Chip Shortage Finally Catches Up With Hyundai As It Faces Production Hit From April


03/24/2021




Chip Shortage Finally Catches Up With Hyundai As It Faces Production Hit From April
Up until now the global shortage of chips in the auto industry has not been able to hit South Korea’s Hyundai Motor in any significant manner as it has remained more or less resilient to the crisis. But the company will be facing the challenge to curb production because of the shortage from April.
 
Output of their less popular models have already been cut while weekend work for employees at some production lines has been also been reduced by Hyundai and its affiliate Kia, which together rank as the fifth largest carmaker of the world, according to reports quoting sources with knowledge of the matter.
 
The group sells over 500,000 vehicles a month.
 
The severe nature of the global shortage in the semiconductors that are used in everything – from power-steering to anti-lock brakes in vehicles, is underscored by this latest development.
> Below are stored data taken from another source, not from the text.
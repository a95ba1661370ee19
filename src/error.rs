//! The failures that the migration classifies for the operator.
//!
//! Everything else travels as a plain `anyhow::Error`; these are the cases where the binary needs
//! to know *what kind* of failure happened, both for the exit status and for the guidance it
//! prints (a failure after the point of no return is very different from a refused precondition).

use thiserror::Error;

/// How far the run got when a failure happened, and therefore how dangerous it is.
#[derive(Debug, Copy, Clone, PartialEq, Eq)]
pub enum Category {
    /// Nothing was touched; the device is not (or no longer) in a state we know how to migrate.
    Precondition,

    /// The bootloader environment has a shape we don't know how to patch.
    PatternMismatch,

    /// The 'NAS Config' filesystem could not be checked or shrunk. No flash writes happened.
    FilesystemRepair,

    /// The operator said no.
    Declined,

    /// A write failed past the point of no return. Flash content is in an unknown state.
    Mutation,
}

#[derive(Error, Debug)]
pub enum ResizeError {
    #[error("this is not a supported QNAP device: {0}")]
    UnsupportedModel(String),

    #[error("no MTD partition labelled {0}")]
    PartitionNotFound(String),

    #[error("'{label}' ({device}) is {actual:#x} bytes, expected {expected:#x}: has it already been resized?")]
    AlreadyResized {
        label: &'static str,
        device: String,
        actual: u64,
        expected: u64,
    },

    #[error("no 'Creating N MTD partitions on \"...\"' line found in the kernel log")]
    MasterDeviceNotFound,

    #[error("missing '{0}' in the U-Boot environment")]
    MissingVariable(&'static str),

    #[error("required tool '{0}' was not found")]
    MissingTool(String),

    #[error("cannot tell which script syntax fw_setenv expects: {0}")]
    EnvToolDialect(String),

    #[error("must be run as root")]
    NotRoot,

    #[error("skipping the {0} patch requires an --env-fragment replacement")]
    SkipWithoutFragment(&'static str),

    #[error("don't know how to patch bootcmd: {0}")]
    UnrecognizedBootcmd(String),

    #[error("don't know how to patch bootargs: {0}")]
    UnrecognizedBootargs(String),

    #[error("'NAS Config' resize not possible automatically: {0}")]
    FilesystemRepair(String),

    #[error("aborted by the operator")]
    Declined,

    #[error("{step} failed")]
    Mutation {
        step: &'static str,
        #[source]
        source: anyhow::Error,
    },
}

impl ResizeError {
    pub fn category(&self) -> Category {
        match self {
            ResizeError::UnrecognizedBootcmd(_) | ResizeError::UnrecognizedBootargs(_) => {
                Category::PatternMismatch
            }
            ResizeError::FilesystemRepair(_) => Category::FilesystemRepair,
            ResizeError::Declined => Category::Declined,
            ResizeError::Mutation { .. } => Category::Mutation,
            _ => Category::Precondition,
        }
    }

    /// Process exit status for this failure. Always non-zero.
    pub fn exit_code(&self) -> u8 {
        match self.category() {
            Category::Precondition => 2,
            Category::PatternMismatch => 3,
            Category::FilesystemRepair => 4,
            Category::Declined => 5,
            Category::Mutation => 6,
        }
    }
}

#[test]
fn test_categories() {
    let mismatch = ResizeError::UnrecognizedBootcmd("bootm 0x800000".into());
    assert_eq!(mismatch.category(), Category::PatternMismatch);

    let resized = ResizeError::AlreadyResized {
        label: "Kernel",
        device: "mtd1".into(),
        actual: 0x300000,
        expected: 0x200000,
    };
    assert_eq!(resized.category(), Category::Precondition);
    assert!(resized.to_string().contains("0x300000"));

    let mutation = ResizeError::Mutation {
        step: "Committing U-Boot environment",
        source: anyhow::anyhow!("fw_setenv exited with status 1"),
    };
    assert_eq!(mutation.category(), Category::Mutation);
    assert_ne!(mutation.exit_code(), 0);
}
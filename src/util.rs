//! Small helpers that don't really belong anywhere else.

use std::fmt;
use std::io::{self, Read};

pub const KIB: u64 = 1024;
pub const MIB: u64 = 1024 * KIB;

pub trait ReadExt {
    /// Reads up to `read_len` bytes onto the end of `vec`, stopping early (without error) at EOF.
    ///
    /// MTD character devices report EOF at the end of the partition, so this is how a whole
    /// partition, or a prefix of it, is read without knowing its exact size up front.
    fn read_to_vec(&mut self, vec: &mut Vec<u8>, read_len: usize) -> io::Result<()>;
}

impl<T: Read> ReadExt for T {
    fn read_to_vec(&mut self, vec: &mut Vec<u8>, read_len: usize) -> io::Result<()> {
        // One erase block on the SPI NOR these boards use
        const CHUNK_SIZE: usize = 65536;

        let end = vec.len() + read_len;
        let mut cursor = vec.len();
        while cursor < end {
            vec.resize(std::cmp::min(end, cursor + CHUNK_SIZE), 0u8);

            cursor += match self.read(&mut vec[cursor..]) {
                Ok(0) => break,
                Ok(n) => n,
                Err(e) if e.kind() == io::ErrorKind::Interrupted => 0,
                Err(e) => {
                    vec.truncate(cursor);
                    return Err(e);
                }
            };
        }

        vec.truncate(cursor);
        Ok(())
    }
}

/// Displays a byte count the way a human would say it: `512 KiB`, `3 MiB`, `1300 bytes`.
#[derive(Debug, Copy, Clone, PartialEq, Eq)]
pub struct Size(pub u64);

impl fmt::Display for Size {
    fn fmt(&self, f: &mut fmt::Formatter<'_>) -> fmt::Result {
        match self.0 {
            0 => write!(f, "0 bytes"),
            n if n % MIB == 0 => write!(f, "{} MiB", n / MIB),
            n if n % KIB == 0 => write!(f, "{} KiB", n / KIB),
            n => write!(f, "{n} bytes"),
        }
    }
}

#[test]
fn test_read_to_vec() -> io::Result<()> {
    let mut vec = Vec::new();
    io::repeat(0xAA).read_to_vec(&mut vec, 4)?;
    assert_eq!(vec, [0xAA; 4]);
    (&[1, 2, 3][..]).read_to_vec(&mut vec, 8)?;
    assert_eq!(vec, [0xAA, 0xAA, 0xAA, 0xAA, 1, 2, 3]);

    let mut big = Vec::new();
    io::repeat(0x55).read_to_vec(&mut big, 3 * 65536 + 7)?;
    assert_eq!(big.len(), 3 * 65536 + 7);
    Ok(())
}

#[test]
fn test_size_display() {
    assert_eq!(Size(512 * KIB).to_string(), "512 KiB");
    assert_eq!(Size(1280 * KIB).to_string(), "1280 KiB");
    assert_eq!(Size(12 * MIB).to_string(), "12 MiB");
    assert_eq!(Size(1300).to_string(), "1300 bytes");
}
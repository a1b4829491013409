pub mod balance;
pub mod expense;
pub mod group;
pub mod participant;
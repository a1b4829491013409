use serde::{Deserialize, Serialize};
use std::fmt;

/// Identifier of a participant in a shared expense group.
///
/// Participants are identified by their display name, which must be
/// unique within a group. The registry trims names before storing them.
///
/// # Examples
///
/// ```
/// use expense_splitter::core::participant::ParticipantId;
///
/// let alice = ParticipantId::new("Alice");
/// let bob = ParticipantId::new("Bob");
/// assert_ne!(alice, bob);
/// ```
#[derive(Debug, Clone, PartialEq, Eq, Hash, PartialOrd, Ord, Serialize, Deserialize)]
#[serde(transparent)]
pub struct ParticipantId(String);

impl ParticipantId {
    pub fn new(name: impl Into<String>) -> Self {
        Self(name.into())
    }

    /// Returns the participant's name.
    pub fn as_str(&self) -> &str {
        &self.0
    }
}

impl fmt::Display for ParticipantId {
    fn fmt(&self, f: &mut fmt::Formatter<'_>) -> fmt::Result {
        write!(f, "{}", self.0)
    }
}

impl From<&str> for ParticipantId {
    fn from(s: &str) -> Self {
        Self::new(s)
    }
}

impl From<String> for ParticipantId {
    fn from(s: String) -> Self {
        Self(s)
    }
}
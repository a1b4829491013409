use expense_splitter::core::balance::BalanceSheet;
use expense_splitter::core::expense::{Expense, ExpenseId};
use expense_splitter::core::group::{Group, GroupError, GroupSnapshot, NewExpense};
use expense_splitter::core::participant::ParticipantId;
use expense_splitter::optimization::aggregation::compute_balances;
use expense_splitter::optimization::simplification::simplify_debts;
use expense_splitter::optimization::summary::BalanceStatus;
use rust_decimal::Decimal;
use rust_decimal_macros::dec;

fn people(names: &[&str]) -> Vec<ParticipantId> {
    names.iter().map(|n| ParticipantId::new(*n)).collect()
}

fn expense(id: u64, amount: Decimal, paid_by: &str, split: &[&str]) -> Expense {
    Expense::new(
        ExpenseId(id),
        format!("expense {id}"),
        amount,
        ParticipantId::new(paid_by),
        people(split),
    )
    .unwrap()
}

fn triples(sheet: &BalanceSheet) -> Vec<(String, String, Decimal)> {
    simplify_debts(sheet)
        .iter()
        .map(|s| (s.from.to_string(), s.to.to_string(), s.amount))
        .collect()
}

fn t(from: &str, to: &str, amount: Decimal) -> (String, String, Decimal) {
    (from.to_string(), to.to_string(), amount)
}

#[test]
fn two_people_one_expense() {
    let p = people(&["A", "B"]);
    let sheet = compute_balances(&p, &[expense(1, dec!(100), "A", &["A", "B"])]);

    assert_eq!(sheet.balance(&p[0]), dec!(50));
    assert_eq!(sheet.balance(&p[1]), dec!(-50));
    assert_eq!(triples(&sheet), vec![t("B", "A", dec!(50.00))]);
}

#[test]
fn three_people_one_payer() {
    let p = people(&["A", "B", "C"]);
    let sheet = compute_balances(&p, &[expense(1, dec!(90), "A", &["A", "B", "C"])]);

    assert_eq!(sheet.balance(&p[0]), dec!(60));
    assert_eq!(sheet.balance(&p[1]), dec!(-30));
    assert_eq!(sheet.balance(&p[2]), dec!(-30));
    assert_eq!(
        triples(&sheet),
        vec![t("B", "A", dec!(30.00)), t("C", "A", dec!(30.00))]
    );
}

#[test]
fn single_participant_no_expenses() {
    let p = people(&["A"]);
    let sheet = compute_balances(&p, &[]);

    assert_eq!(sheet.len(), 1);
    assert_eq!(sheet.balance(&p[0]), Decimal::ZERO);
    assert!(simplify_debts(&sheet).is_settled());
}

#[test]
fn uneven_thirds_round_at_the_boundary() {
    let p = people(&["A", "B", "C"]);
    let sheet = compute_balances(&p, &[expense(1, dec!(10), "A", &["A", "B", "C"])]);

    assert_eq!(sheet.balance(&p[0]).round_dp(2), dec!(6.67));
    assert_eq!(sheet.balance(&p[1]).round_dp(2), dec!(-3.33));
    assert_eq!(sheet.balance(&p[2]).round_dp(2), dec!(-3.33));

    let plan = simplify_debts(&sheet);
    assert_eq!(plan.len(), 2);
    assert!((plan.total() - sheet.balance(&p[0])).abs() <= dec!(0.01));
}

/// A weekend trip: several payers, partial splits, one bystander.
#[test]
fn weekend_trip_pipeline() {
    let mut group = Group::new();
    for name in ["Asha", "Ravi", "Meera", "Kiran"] {
        group.add_participant(name).unwrap();
    }
    let [asha, ravi, meera, kiran] = ["Asha", "Ravi", "Meera", "Kiran"].map(ParticipantId::new);

    group
        .add_expense(NewExpense::new(
            "Hotel",
            dec!(240),
            asha.clone(),
            [asha.clone(), ravi.clone(), meera.clone()],
        ))
        .unwrap();
    group
        .add_expense(NewExpense::new(
            "Fuel",
            dec!(60),
            ravi.clone(),
            [asha.clone(), ravi.clone(), meera.clone()],
        ))
        .unwrap();
    group
        .add_expense(NewExpense::new("Dinner", dec!(45), meera.clone(), [meera.clone(), asha.clone()]))
        .unwrap();

    assert_eq!(group.total_spending(), dec!(345));

    // Asha: +240 - 80 - 20 - 22.5 = 117.5
    // Ravi: +60 - 80 - 20 = -40
    // Meera: +45 - 80 - 20 - 22.5 = -77.5
    let balances = group.balances();
    assert_eq!(balances.balance(&asha), dec!(117.5));
    assert_eq!(balances.balance(&ravi), dec!(-40));
    assert_eq!(balances.balance(&meera), dec!(-77.5));
    assert_eq!(balances.balance(&kiran), Decimal::ZERO);
    assert_eq!(balances.total(), Decimal::ZERO);

    let plan = group.settlements();
    let got: Vec<(&str, &str, Decimal)> = plan
        .iter()
        .map(|s| (s.from.as_str(), s.to.as_str(), s.amount))
        .collect();
    assert_eq!(
        got,
        vec![("Ravi", "Asha", dec!(40)), ("Meera", "Asha", dec!(77.5))]
    );

    let summary = group.summary();
    assert_eq!(summary.status_of(&kiran), Some(BalanceStatus::SettledUp));
    assert_eq!(summary.status_of(&meera), Some(BalanceStatus::Owes));

    // Kiran is not involved and may leave; Ravi may not.
    group.remove_participant(&kiran).unwrap();
    assert!(matches!(
        group.remove_participant(&ravi),
        Err(GroupError::ParticipantInUse(_))
    ));
}

#[test]
fn deleting_expenses_updates_derived_views() {
    let mut group = Group::new();
    let a = group.add_participant("A").unwrap();
    let b = group.add_participant("B").unwrap();

    let id = group
        .add_expense(NewExpense::new("Tickets", dec!(30), a.clone(), [b.clone()]))
        .unwrap();
    assert_eq!(group.settlements().len(), 1);

    group.delete_expense(id).unwrap();
    assert!(group.balances().is_settled());
    assert!(group.settlements().is_settled());
    assert!(group.summary().settled);
}

#[test]
fn snapshot_json_round_trip() {
    let json = r#"{
        "participants": ["A", "B", "C"],
        "expenses": [
            { "id": 10, "description": "Groceries", "amount": "72.30", "paid_by": "B", "split_between": ["A", "B", "C"] },
            { "id": 11, "description": "Taxi", "amount": 18, "paid_by": "C", "split_between": ["A"] }
        ]
    }"#;

    let snapshot: GroupSnapshot = serde_json::from_str(json).unwrap();
    let group = Group::from_snapshot(snapshot).unwrap();
    assert_eq!(group.expenses().len(), 2);
    assert_eq!(group.total_spending(), dec!(90.30));

    let again: GroupSnapshot =
        serde_json::from_str(&serde_json::to_string(&group.snapshot()).unwrap()).unwrap();
    let restored = Group::from_snapshot(again).unwrap();
    assert_eq!(restored.balances(), group.balances());
    assert_eq!(restored.settlements(), group.settlements());
}

#[test]
fn summary_serializes() {
    let mut group = Group::new();
    let a = group.add_participant("A").unwrap();
    let b = group.add_participant("B").unwrap();
    group
        .add_expense(NewExpense::new("Rent", dec!(1000), a.clone(), [a, b]))
        .unwrap();

    let json = serde_json::to_value(group.summary()).unwrap();
    assert_eq!(json["total_spending"], "1000.00");
    assert_eq!(json["settlements"][0]["from"], "B");
    assert_eq!(json["settlements"][0]["amount"], "500.00");
    assert_eq!(json["settled"], false);
}

#[test]
fn computations_are_idempotent() {
    let p = people(&["A", "B", "C", "D"]);
    let expenses = vec![
        expense(1, dec!(19.99), "A", &["A", "B", "C", "D"]),
        expense(2, dec!(5.01), "B", &["C", "D"]),
        expense(3, dec!(100), "D", &["A", "B", "C"]),
    ];

    let first = compute_balances(&p, &expenses);
    let second = compute_balances(&p, &expenses);
    assert_eq!(first, second);
    assert_eq!(simplify_debts(&first), simplify_debts(&second));
}
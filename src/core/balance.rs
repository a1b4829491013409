use crate::core::participant::ParticipantId;
use rust_decimal::Decimal;
use serde::{Deserialize, Deserializer, Serialize, Serializer};
use std::collections::HashMap;

/// Net position of every participant in a group.
///
/// A positive balance means the participant is owed money (net creditor).
/// A negative balance means the participant owes money (net debtor).
///
/// Entries keep the order in which participants were first inserted, which
/// is the group's declaration order. The settlement algorithm depends on it,
/// so iteration always follows `entries`; `index` only maps a participant to
/// its position for constant-time lookups.
#[derive(Debug, Clone, Default, PartialEq, Eq)]
pub struct BalanceSheet {
    entries: Vec<(ParticipantId, Decimal)>,
    index: HashMap<ParticipantId, usize>,
}

impl Serialize for BalanceSheet {
    fn serialize<S: Serializer>(&self, serializer: S) -> Result<S::Ok, S::Error> {
        entries_serde::serialize(&self.entries, serializer)
    }
}

impl<'de> Deserialize<'de> for BalanceSheet {
    fn deserialize<D: Deserializer<'de>>(deserializer: D) -> Result<Self, D::Error> {
        entries_serde::deserialize(deserializer).map(|entries| entries.into_iter().collect())
    }
}

/// Serializes entries as a JSON object whose key order follows the sheet.
mod entries_serde {
    use super::*;
    use serde::de::{self, MapAccess, Visitor};
    use serde::ser::SerializeMap;

    pub fn serialize<S: serde::Serializer>(
        entries: &[(ParticipantId, Decimal)],
        serializer: S,
    ) -> Result<S::Ok, S::Error> {
        let mut map = serializer.serialize_map(Some(entries.len()))?;
        for (participant, balance) in entries {
            map.serialize_entry(participant.as_str(), balance)?;
        }
        map.end()
    }

    pub fn deserialize<'de, D: serde::Deserializer<'de>>(
        deserializer: D,
    ) -> Result<Vec<(ParticipantId, Decimal)>, D::Error> {
        struct V;
        impl<'de> Visitor<'de> for V {
            type Value = Vec<(ParticipantId, Decimal)>;
            fn expecting(&self, f: &mut std::fmt::Formatter) -> std::fmt::Result {
                f.write_str("a map of participant names to balances")
            }
            fn visit_map<M: MapAccess<'de>>(self, mut access: M) -> Result<Self::Value, M::Error> {
                let mut entries: Vec<(ParticipantId, Decimal)> = Vec::new();
                let mut seen = std::collections::HashSet::new();
                while let Some((name, balance)) = access.next_entry::<String, Decimal>()? {
                    let participant = ParticipantId::new(name);
                    if !seen.insert(participant.clone()) {
                        return Err(de::Error::custom(format!(
                            "duplicate participant: {participant}"
                        )));
                    }
                    entries.push((participant, balance));
                }
                Ok(entries)
            }
        }
        deserializer.deserialize_map(V)
    }
}

impl BalanceSheet {
    pub fn new() -> Self {
        Self::default()
    }

    /// A sheet with a zero entry for each participant, duplicates skipped.
    pub fn with_participants<'a>(participants: impl IntoIterator<Item = &'a ParticipantId>) -> Self {
        let mut sheet = Self::new();
        for participant in participants {
            sheet.ensure(participant);
        }
        sheet
    }

    /// Make sure `participant` has an entry, appending a zero one if needed.
    /// Returns `true` if an entry was added.
    pub fn ensure(&mut self, participant: &ParticipantId) -> bool {
        if self.contains(participant) {
            return false;
        }
        self.push(participant.clone(), Decimal::ZERO);
        true
    }

    /// Add `delta` to a participant's balance, creating the entry if needed.
    ///
    /// Saturates at the `Decimal` range instead of panicking. A [`Group`]
    /// keeps total spending representable, which bounds every balance, so
    /// sheets built from a group never saturate.
    ///
    /// [`Group`]: crate::core::group::Group
    pub fn adjust(&mut self, participant: &ParticipantId, delta: Decimal) {
        match self.index.get(participant) {
            Some(&i) => {
                let balance = &mut self.entries[i].1;
                *balance = balance.saturating_add(delta);
            }
            None => self.push(participant.clone(), delta),
        }
    }

    fn push(&mut self, participant: ParticipantId, balance: Decimal) {
        self.index.insert(participant.clone(), self.entries.len());
        self.entries.push((participant, balance));
    }

    pub fn contains(&self, participant: &ParticipantId) -> bool {
        self.index.contains_key(participant)
    }

    /// Balance of a participant; zero for unknown participants.
    pub fn balance(&self, participant: &ParticipantId) -> Decimal {
        self.index
            .get(participant)
            .map(|&i| self.entries[i].1)
            .unwrap_or(Decimal::ZERO)
    }

    /// Iterate entries in declaration order.
    pub fn iter(&self) -> impl Iterator<Item = (&ParticipantId, Decimal)> {
        self.entries.iter().map(|(p, b)| (p, *b))
    }

    pub fn len(&self) -> usize {
        self.entries.len()
    }

    pub fn is_empty(&self) -> bool {
        self.entries.is_empty()
    }

    /// Sum of all balances. Zero for any sheet built from expenses, up to
    /// the last digit of decimal precision when shares do not divide evenly.
    pub fn total(&self) -> Decimal {
        self.entries
            .iter()
            .fold(Decimal::ZERO, |acc, (_, b)| acc.saturating_add(*b))
    }

    /// Sum of positive balances: what creditors are owed in total.
    pub fn total_owed(&self) -> Decimal {
        self.entries
            .iter()
            .map(|(_, b)| *b)
            .filter(|b| *b > Decimal::ZERO)
            .fold(Decimal::ZERO, Decimal::saturating_add)
    }

    /// Whether every balance is exactly zero.
    ///
    /// Uneven shares leave digits far below a cent, so a sheet from real
    /// expenses is often not exactly settled even though it needs no
    /// payment. Use [`is_settled_within`](Self::is_settled_within) with the
    /// settlement tolerance to match what the settlement plan reports.
    pub fn is_settled(&self) -> bool {
        self.entries.iter().all(|(_, b)| b.is_zero())
    }

    /// Whether every balance is smaller in magnitude than `tolerance`.
    pub fn is_settled_within(&self, tolerance: Decimal) -> bool {
        self.entries.iter().all(|(_, b)| b.abs() < tolerance)
    }
}

impl FromIterator<(ParticipantId, Decimal)> for BalanceSheet {
    fn from_iter<T: IntoIterator<Item = (ParticipantId, Decimal)>>(iter: T) -> Self {
        let mut sheet = Self::new();
        for (participant, delta) in iter {
            sheet.adjust(&participant, delta);
        }
        sheet
    }
}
Global auto makers including Volkswagen, General Motors and Honda have been forced to curb production because of the shortage in chip supply because of disruption to supply chains and a sudden surge in demand of the chips for electronic devices.  It is expected that the shortage will not ease until the second half of the year.
 
“Their inventory levels are already tight . . . The problem will start disrupting their production from April,” said a report quoting a person with direct knowledge of Hyundai’s situation.
 
So farm, Hyundai has been able to shield itself from the chip shortage because it had stockpiled chips last year.
 
After experiencing issues with importing of car parts from China in early 2020 as well as because of the trade tensions with Japan a year earlier, the South Korean auto group has diversified its supply chain and has started to hold on to more inventory. Even though the pandemic had hit the sales of the company and forced shut down its factories last year, Hyundai had not cancelled any orders for chips.
 
“They have fared better as they built up a lot of inventories last year but things will be more difficult from next month,” said Lee Hang-koo, an adviser at Korea Automotive Technology Institute, a research firm.
 
Earlier this month, production for the Sonata sedan was stopped for five days by Hyundai at a South Korean factory while weekend shifts were also suspended at the production lines for less popular models of Kia. The company was attempting to save the chips it has in its inventory for its best-selling models, said a report quoting a union official of the company.
 
The company had taken these steps anticipating weak demand for some of its vehicles, Hyundai said, and added that the chip shortage will not have any immediate effect on the overall production of the company.  “The company is closely monitoring the situation to take prompt and necessary measures to optimise production in line with supply conditions,” Hyundai said.
 
NXP, Infineon and Renesas Electronics are among the more than ten suppliers of chips to Hyundai. A recent fire at the factory of Renesas, one of the largest makers of the world for the automotive industry, was likely to affect Hyundai, analysts expect. That could add on to the already existing troubles due to chip shortage – which was triggered by a sudden and massive surge in demand for electronic devices during coronavirus lockdowns as well as because of the spell of very cold weather in Texas, United States,  which upended the supply chain.
 
“Their inventories are running out fast and will start disrupting production of midsized sedans first from next month while production of core models will likely be affected later,” said Kim Jin-woo, an analyst at Korea Investment & Securities.